• Exercise instructions:
Find the word "LexiconMatches" in the data. Return every line where it appears.
*** Given records Section Begins ***
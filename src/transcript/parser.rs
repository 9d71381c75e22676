use std::sync::OnceLock;

use regex::Regex;
use serde::{Deserialize, Serialize};

/// One parsed line of conversation
///
/// The timestamp is kept verbatim (by convention `DD/MM/YYYY, HH:MM`) and is
/// never parsed into a date type; it only travels through to reports and
/// urgent flags.
#[derive(Debug, Clone, PartialEq, Eq, Serialize, Deserialize)]
pub struct Utterance {
    pub timestamp: String,
    pub speaker: String,
    pub message: String,
}

impl Utterance {
    pub fn new(timestamp: &str, speaker: &str, message: &str) -> Self {
        Self {
            timestamp: timestamp.to_string(),
            speaker: speaker.to_string(),
            message: message.trim().to_string(),
        }
    }
}

/// Expected line shape: `[timestamp] speaker: message`
///
/// The speaker group is lazy so it stops at the first colon after the
/// closing bracket.
fn line_pattern() -> &'static Regex {
    static PATTERN: OnceLock<Regex> = OnceLock::new();
    PATTERN.get_or_init(|| {
        Regex::new(r"^\[(.*?)\]\s*(.*?):\s*(.*)$").expect("line pattern is valid")
    })
}

/// Parse raw transcript text into an ordered utterance sequence.
///
/// Lines that do not match the bracketed format are skipped silently; a
/// malformed transcript simply yields fewer (or zero) utterances, never an
/// error.
pub fn parse_transcript(text: &str) -> Vec<Utterance> {
    let pattern = line_pattern();
    text.lines()
        .filter_map(|line| {
            pattern.captures(line).map(|caps| {
                Utterance::new(
                    caps.get(1).map_or("", |m| m.as_str()),
                    caps.get(2).map_or("", |m| m.as_str()),
                    caps.get(3).map_or("", |m| m.as_str()),
                )
            })
        })
        .collect()
}

#[cfg(test)]
mod tests {
    use super::*;

    #[test]
    fn test_parse_single_line() {
        let parsed = parse_transcript("[01/01/2024, 10:00] Alice: Hello there");
        assert_eq!(parsed.len(), 1);
        assert_eq!(parsed[0].timestamp, "01/01/2024, 10:00");
        assert_eq!(parsed[0].speaker, "Alice");
        assert_eq!(parsed[0].message, "Hello there");
    }

    #[test]
    fn test_message_keeps_everything_after_first_colon() {
        let parsed = parse_transcript("[01/01/2024, 10:00] Nurse Joy: note: follow up at 14:30");
        assert_eq!(parsed.len(), 1);
        assert_eq!(parsed[0].speaker, "Nurse Joy");
        assert_eq!(parsed[0].message, "note: follow up at 14:30");
    }

    #[test]
    fn test_message_whitespace_trimmed() {
        let parsed = parse_transcript("[t] A:    padded message   ");
        assert_eq!(parsed[0].message, "padded message");
    }

    #[test]
    fn test_non_matching_lines_skipped() {
        let text = "\
[01/01/2024, 10:00] Alice: first
random chatter without a bracket
-- divider --
[01/01/2024, 10:05] Bob: second";
        let parsed = parse_transcript(text);
        assert_eq!(parsed.len(), 2);
        assert_eq!(parsed[0].message, "first");
        assert_eq!(parsed[1].message, "second");
    }

    #[test]
    fn test_order_follows_transcript() {
        let text = "[1] A: one\n[2] B: two\n[3] C: three";
        let speakers: Vec<_> = parse_transcript(text)
            .into_iter()
            .map(|u| u.speaker)
            .collect();
        assert_eq!(speakers, vec!["A", "B", "C"]);
    }

    #[test]
    fn test_empty_input_yields_no_utterances() {
        assert!(parse_transcript("").is_empty());
        assert!(parse_transcript("no structure here at all").is_empty());
    }

    #[test]
    fn test_empty_bracket_and_message() {
        let parsed = parse_transcript("[] :");
        assert_eq!(parsed.len(), 1);
        assert_eq!(parsed[0].timestamp, "");
        assert_eq!(parsed[0].speaker, "");
        assert_eq!(parsed[0].message, "");
    }
}
//! Local analysis archive.
//!
//! Optional persistent storage for completed analyses, for later review.
//!
//! Storage location: `<base>/YYYY/MM/DD/<analysis_id>/`
//!
//! Files stored per analysis:
//! - metadata.json - analysis id, source file, timestamps, headline numbers
//! - report.txt - the rendered textual report
//! - analysis.json - the full analysis artifact

use anyhow::{Context, Result};
use chrono::{DateTime, Datelike, Utc};
use serde::{Deserialize, Serialize};
use std::fs;
use std::path::{Path, PathBuf};
use tracing::debug;
use uuid::Uuid;

use crate::analysis::{AnalysisResult, SentimentTrend};
use crate::config::RiskConfig;

/// Headline facts about one archived analysis
#[derive(Debug, Clone, Serialize, Deserialize)]
pub struct ArchiveMetadata {
    pub analysis_id: String,
    pub source_file: String,
    pub analyzed_at: String,
    pub utterance_count: usize,
    pub hiv_score: u32,
    pub mental_score: u32,
    pub sentiment_trend: SentimentTrend,
    pub urgent_count: usize,
}

impl ArchiveMetadata {
    pub fn new(source_file: &str, utterance_count: usize, analysis: &AnalysisResult) -> Self {
        Self {
            analysis_id: Uuid::new_v4().to_string(),
            source_file: source_file.to_string(),
            analyzed_at: Utc::now().to_rfc3339(),
            utterance_count,
            hiv_score: analysis.scores.hiv,
            mental_score: analysis.scores.mental,
            sentiment_trend: analysis.sentiment_trend,
            urgent_count: analysis.urgent.len(),
        }
    }
}

/// Default archive base directory, next to the config file
pub fn default_archive_dir() -> Result<PathBuf> {
    Ok(RiskConfig::default_config_dir()?.join("archive"))
}

/// Date-tree directory for one analysis
fn analysis_dir(base: &Path, metadata: &ArchiveMetadata, date: &DateTime<Utc>) -> PathBuf {
    base.join(format!("{:04}", date.year()))
        .join(format!("{:02}", date.month()))
        .join(format!("{:02}", date.day()))
        .join(&metadata.analysis_id)
}

/// Store one analysis under the archive tree. Returns the directory created.
///
/// The date directory comes from the metadata's `analyzed_at`, so archiving
/// the same metadata twice lands in the same place.
pub fn archive_analysis(
    base: &Path,
    metadata: &ArchiveMetadata,
    report: &str,
    analysis: &AnalysisResult,
) -> Result<PathBuf> {
    let date = DateTime::parse_from_rfc3339(&metadata.analyzed_at)
        .context("Invalid analyzed_at timestamp in archive metadata")?
        .with_timezone(&Utc);
    let dir = analysis_dir(base, metadata, &date);
    fs::create_dir_all(&dir).context("Failed to create archive directory")?;

    let metadata_json =
        serde_json::to_string_pretty(metadata).context("Failed to serialize archive metadata")?;
    fs::write(dir.join("metadata.json"), metadata_json)
        .context("Failed to write archive metadata")?;

    fs::write(dir.join("report.txt"), report).context("Failed to write archived report")?;

    let analysis_json =
        serde_json::to_string_pretty(analysis).context("Failed to serialize analysis")?;
    fs::write(dir.join("analysis.json"), analysis_json)
        .context("Failed to write archived analysis")?;

    debug!("Archived analysis {} to {:?}", metadata.analysis_id, dir);
    Ok(dir)
}
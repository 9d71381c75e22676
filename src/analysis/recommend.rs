//! Deterministic recommendation policy: maps an analysis result to
//! guideline-aligned action text, HIV guidance first, mental health second.

use super::result::{AnalysisResult, UrgentFlag};

/// Discrete guideline action buckets
#[derive(Debug, Clone, Copy, PartialEq, Eq)]
pub enum RiskTier {
    Low,
    Moderate,
    High,
    Critical,
}

const HIGH_THRESHOLD: u32 = 70;
const MODERATE_THRESHOLD: u32 = 35;

/// Urgent phrases that force the CRITICAL mental-health tier regardless of
/// the numeric score. Narrower than the urgent-phrase list: "end my life",
/// "rape" and "sexual assault" raise flags but do not trigger this
/// override.
const CRITICAL_OVERRIDE_PHRASES: &[&str] = &["suicide", "kill myself", "self harm", "hurt myself"];

/// Tier for the HIV score; never `Critical`
pub fn hiv_tier(score: u32) -> RiskTier {
    if score >= HIGH_THRESHOLD {
        RiskTier::High
    } else if score >= MODERATE_THRESHOLD {
        RiskTier::Moderate
    } else {
        RiskTier::Low
    }
}

/// Tier for the mental-health score; the override is checked before any
/// threshold, so a zero score still goes CRITICAL when a flagged phrase is
/// in the override subset
pub fn mental_tier(score: u32, urgent: &[UrgentFlag]) -> RiskTier {
    let overridden = urgent
        .iter()
        .any(|flag| CRITICAL_OVERRIDE_PHRASES.contains(&flag.phrase.as_str()));
    if overridden {
        RiskTier::Critical
    } else if score >= HIGH_THRESHOLD {
        RiskTier::High
    } else if score >= MODERATE_THRESHOLD {
        RiskTier::Moderate
    } else {
        RiskTier::Low
    }
}

fn hiv_guidance(tier: RiskTier) -> &'static str {
    match tier {
        RiskTier::High | RiskTier::Critical => {
            "HIV Risk HIGH - Follow NDoH HTS & PEP guidelines:\n  - Immediate HIV test\n  - If exposure <72h: urgent PEP evaluation\n  - Screen for STIs\n  - Offer PrEP for ongoing risk"
        }
        RiskTier::Moderate => {
            "HIV Risk MODERATE - Recommend HTS testing soon, partner testing, \
             and discuss PrEP per NDoH prevention program."
        }
        RiskTier::Low => "HIV Risk LOW - Routine HTS testing recommended per NDoH policy.",
    }
}

fn mental_guidance(tier: RiskTier) -> &'static str {
    match tier {
        RiskTier::Critical => {
            "Mental Health CRITICAL - Follow NDoH 72-hour Emergency Mental-Health policy:\n  - Immediate safety assessment\n  - Do not leave patient alone\n  - Urgent psychiatric evaluation"
        }
        RiskTier::High => {
            "Mental Health HIGH - Urgent referral to a mental-health professional. \
             Screen with PHQ-9/GAD-7 and initiate brief counselling."
        }
        RiskTier::Moderate => {
            "Mental Health MODERATE - Begin supportive counselling, lifestyle \
             interventions, and schedule follow-up in 1-2 weeks."
        }
        RiskTier::Low => {
            "Mental Health LOW - Mild symptoms: recommend self-care, sleep hygiene, \
             and monitoring for escalation."
        }
    }
}

/// The ordered recommendation pair: HIV guidance, then mental-health
/// guidance. Pure and side-effect-free.
pub fn recommendations(result: &AnalysisResult) -> Vec<String> {
    vec![
        hiv_guidance(hiv_tier(result.scores.hiv)).to_string(),
        mental_guidance(mental_tier(result.scores.mental, &result.urgent)).to_string(),
    ]
}

#[cfg(test)]
mod tests {
    use super::*;
    use crate::analysis::result::{LexiconMatches, RiskScores, SentimentTrend};

    fn flag(phrase: &str) -> UrgentFlag {
        UrgentFlag {
            phrase: phrase.to_string(),
            timestamp: "01/01/2024, 10:00".to_string(),
            speaker: "Alice".to_string(),
            message: format!("... {} ...", phrase),
        }
    }

    fn result(hiv: u32, mental: u32, urgent: Vec<UrgentFlag>) -> AnalysisResult {
        AnalysisResult {
            scores: RiskScores { hiv, mental },
            matches: LexiconMatches::default(),
            urgent,
            sentiment_trend: SentimentTrend::Stable,
            raw_sentiments: vec![0],
        }
    }

    #[test]
    fn test_hiv_tier_thresholds() {
        assert_eq!(hiv_tier(0), RiskTier::Low);
        assert_eq!(hiv_tier(34), RiskTier::Low);
        assert_eq!(hiv_tier(35), RiskTier::Moderate);
        assert_eq!(hiv_tier(69), RiskTier::Moderate);
        assert_eq!(hiv_tier(70), RiskTier::High);
        assert_eq!(hiv_tier(100), RiskTier::High);
    }

    #[test]
    fn test_mental_tier_thresholds_without_flags() {
        assert_eq!(mental_tier(34, &[]), RiskTier::Low);
        assert_eq!(mental_tier(35, &[]), RiskTier::Moderate);
        assert_eq!(mental_tier(70, &[]), RiskTier::High);
    }

    #[test]
    fn test_override_forces_critical_even_at_zero_score() {
        assert_eq!(
            mental_tier(0, &[flag("kill myself")]),
            RiskTier::Critical
        );
        assert_eq!(mental_tier(0, &[flag("suicide")]), RiskTier::Critical);
        assert_eq!(mental_tier(0, &[flag("self harm")]), RiskTier::Critical);
        assert_eq!(mental_tier(0, &[flag("hurt myself")]), RiskTier::Critical);
    }

    #[test]
    fn test_flags_outside_override_subset_do_not_force_critical() {
        assert_eq!(mental_tier(0, &[flag("end my life")]), RiskTier::Low);
        assert_eq!(mental_tier(0, &[flag("rape")]), RiskTier::Low);
        assert_eq!(mental_tier(40, &[flag("sexual assault")]), RiskTier::Moderate);
    }

    #[test]
    fn test_override_beats_numeric_score() {
        assert_eq!(mental_tier(100, &[flag("suicide")]), RiskTier::Critical);
    }

    #[test]
    fn test_recommendations_are_hiv_then_mental() {
        let recs = recommendations(&result(80, 10, vec![]));
        assert_eq!(recs.len(), 2);
        assert!(recs[0].starts_with("HIV Risk HIGH"));
        assert!(recs[1].starts_with("Mental Health LOW"));
    }

    #[test]
    fn test_critical_recommendation_text() {
        let recs = recommendations(&result(0, 0, vec![flag("kill myself")]));
        assert!(recs[1].starts_with("Mental Health CRITICAL"));
        assert!(recs[1].contains("Immediate safety assessment"));
    }

    #[test]
    fn test_moderate_recommendation_text() {
        let recs = recommendations(&result(40, 50, vec![]));
        assert!(recs[0].starts_with("HIV Risk MODERATE"));
        assert!(recs[1].starts_with("Mental Health MODERATE"));
    }
}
*** Given records Section Ends ***
• Solved exercise:
    use crate::analysis::result::{LexiconMatches, RiskScores, SentimentTrend};
            matches: LexiconMatches::default(),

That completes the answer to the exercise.